In Valvestino si punta al rilancio per il fagiolo dei montanari
Prospettive di rilancio per il «fagiolo della Valvestino». Le mette in atto il Consorzio forestale Terra tra i due Laghi con un progetto di recupero e valorizzazione di questa varietà locale di Phaseolus coccineus. Pare che il fagiolo della Valvestino sia originario dell’America centrale e che sia arrivato nella valle altogardesana nel XVII secolo. Da allora è coltivato negli orti di questo angolo isolato di territorio, dove per secoli ha garantito alla dieta povera dei montanari il necessario apporto proteico. Proprio a ragione dell’isolamento della valle non è mai stato ibridato con altre varietà, dando vita ad una tipologia unica e peculiare (si caratterizza per i semi grandi, rosei con macchie brune, talvolta bianchi o neri), che cresce solo qui ed è simbolo di una biodiversità da tutelare.

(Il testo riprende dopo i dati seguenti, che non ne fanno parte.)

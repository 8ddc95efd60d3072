//! Server settings
//!
//! Read once at startup from the process environment (after `.env` is
//! loaded). Malformed values abort startup instead of falling back.

use std::net::SocketAddr;
use std::path::PathBuf;
use std::str::FromStr;

use anyhow::{Context, bail};
use game::{DictionaryConfig, GameConfig, RackPolicy};

const DEFAULT_BIND_ADDR: &str = "0.0.0.0:8080";
const DEFAULT_FRONTEND_ORIGINS: &str = "http://localhost:40922,http://127.0.0.1:40922";

#[derive(Debug, Clone)]
pub struct Settings {
    /// `None` runs the server on the in-memory store
    pub database_url: Option<String>,
    pub bind_addr: SocketAddr,
    pub frontend_origins: Vec<String>,
    pub game: GameConfig,
    pub dictionary: DictionaryConfig,
}

impl Settings {
    pub fn from_env() -> anyhow::Result<Self> {
        Self::from_lookup(|key| std::env::var(key).ok())
    }

    /// Build settings from any key lookup. Blank values count as unset.
    pub fn from_lookup<F>(lookup: F) -> anyhow::Result<Self>
    where
        F: Fn(&str) -> Option<String>,
    {
        let var = |key: &str| {
            lookup(key)
                .map(|v| v.trim().to_string())
                .filter(|v| !v.is_empty())
        };

        let raw_addr = var("BIND_ADDR").unwrap_or_else(|| DEFAULT_BIND_ADDR.to_string());
        let bind_addr = raw_addr
            .parse()
            .with_context(|| format!("BIND_ADDR must be host:port, got {raw_addr:?}"))?;

        let frontend_origins = var("FRONTEND_ORIGINS")
            .unwrap_or_else(|| DEFAULT_FRONTEND_ORIGINS.to_string())
            .split(',')
            .map(str::trim)
            .filter(|origin| !origin.is_empty())
            .map(str::to_string)
            .collect();

        let mut game = GameConfig::default();
        if let Some(raw) = var("RACK_POLICY") {
            game.rack_policy = parse_rack_policy(&raw)?;
        }
        if let Some(raw) = var("ROUND_SECONDS") {
            game.round_seconds = parse_number("ROUND_SECONDS", &raw)?;
            if game.round_seconds == 0 {
                bail!("ROUND_SECONDS must be positive");
            }
        }
        if let Some(raw) = var("HINT_COST") {
            game.hint_cost = parse_number("HINT_COST", &raw)?;
        }

        let remote_enabled = match var("DICTIONARY_REMOTE") {
            Some(raw) => parse_flag("DICTIONARY_REMOTE", &raw)?,
            None => true,
        };
        let dictionary = DictionaryConfig {
            word_list_path: var("WORD_LIST_PATH").map(PathBuf::from),
            remote_enabled,
            ..DictionaryConfig::default()
        };

        Ok(Self {
            database_url: var("DATABASE_URL"),
            bind_addr,
            frontend_origins,
            game,
            dictionary,
        })
    }
}

fn parse_rack_policy(raw: &str) -> anyhow::Result<RackPolicy> {
    match raw.to_ascii_lowercase().as_str() {
        "preset" => Ok(RackPolicy::Preset),
        "random" => Ok(RackPolicy::random()),
        other => bail!("RACK_POLICY must be `preset` or `random`, got {other:?}"),
    }
}

fn parse_number<T>(key: &str, raw: &str) -> anyhow::Result<T>
where
    T: FromStr,
    T::Err: std::error::Error + Send + Sync + 'static,
{
    raw.parse()
        .with_context(|| format!("{key} must be a non-negative integer, got {raw:?}"))
}

fn parse_flag(key: &str, raw: &str) -> anyhow::Result<bool> {
    match raw.to_ascii_lowercase().as_str() {
        "1" | "true" | "yes" | "on" => Ok(true),
        "0" | "false" | "no" | "off" => Ok(false),
        other => bail!("{key} must be a boolean, got {other:?}"),
    }
}
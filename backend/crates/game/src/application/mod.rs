//! Application Layer - Use Cases
//!
//! This layer orchestrates domain logic and infrastructure.
//! Contains use case implementations.

pub mod account;
pub mod buy_swaps;
pub mod check_word;
pub mod config;
pub mod maintenance;
pub mod reveal_hints;
pub mod start_round;
pub mod submit_round;
pub mod swap_letters;
mod validation;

Della sua salvaguardia si è parlato in un recente convegno promosso in Valvestino dal Consorzio Forestale Terra tra i due Laghi, in occasione del quale sono state tracciate le linee guida degli interventi di tutela di questa risorsa oggi confinata in pochi orti a uso familiare.
«Le ultime stagioni - dice il direttore del Consorzio, Marilena Massarini - hanno visto un sensibile aumento degli orti dove la coltivazione del fagiolo è stata ripresa, assieme a un progetto di selezione partecipata in cui gli agricoltori locali sono stati coinvolti nella selezione delle sementi migliori». Il progetto mira a fornire «le conoscenze di base sul fagiolo della Valvestino, sulle tecniche per migliorare la coltivazione e sulle corrette modalità per mantenere in purezza la varietà locale evitando l’ibridazione».
Si ragiona inoltre sul recupero di terrazzamenti incolti, per ritornare a coltivare il fagiolo valvestinese con positive ricadute sul paesaggio della valle e sulla sua attrattività turistica. In programma anche incontri divulgativi e visite presso gli orti in cui si coltiva questa specie caratteristica.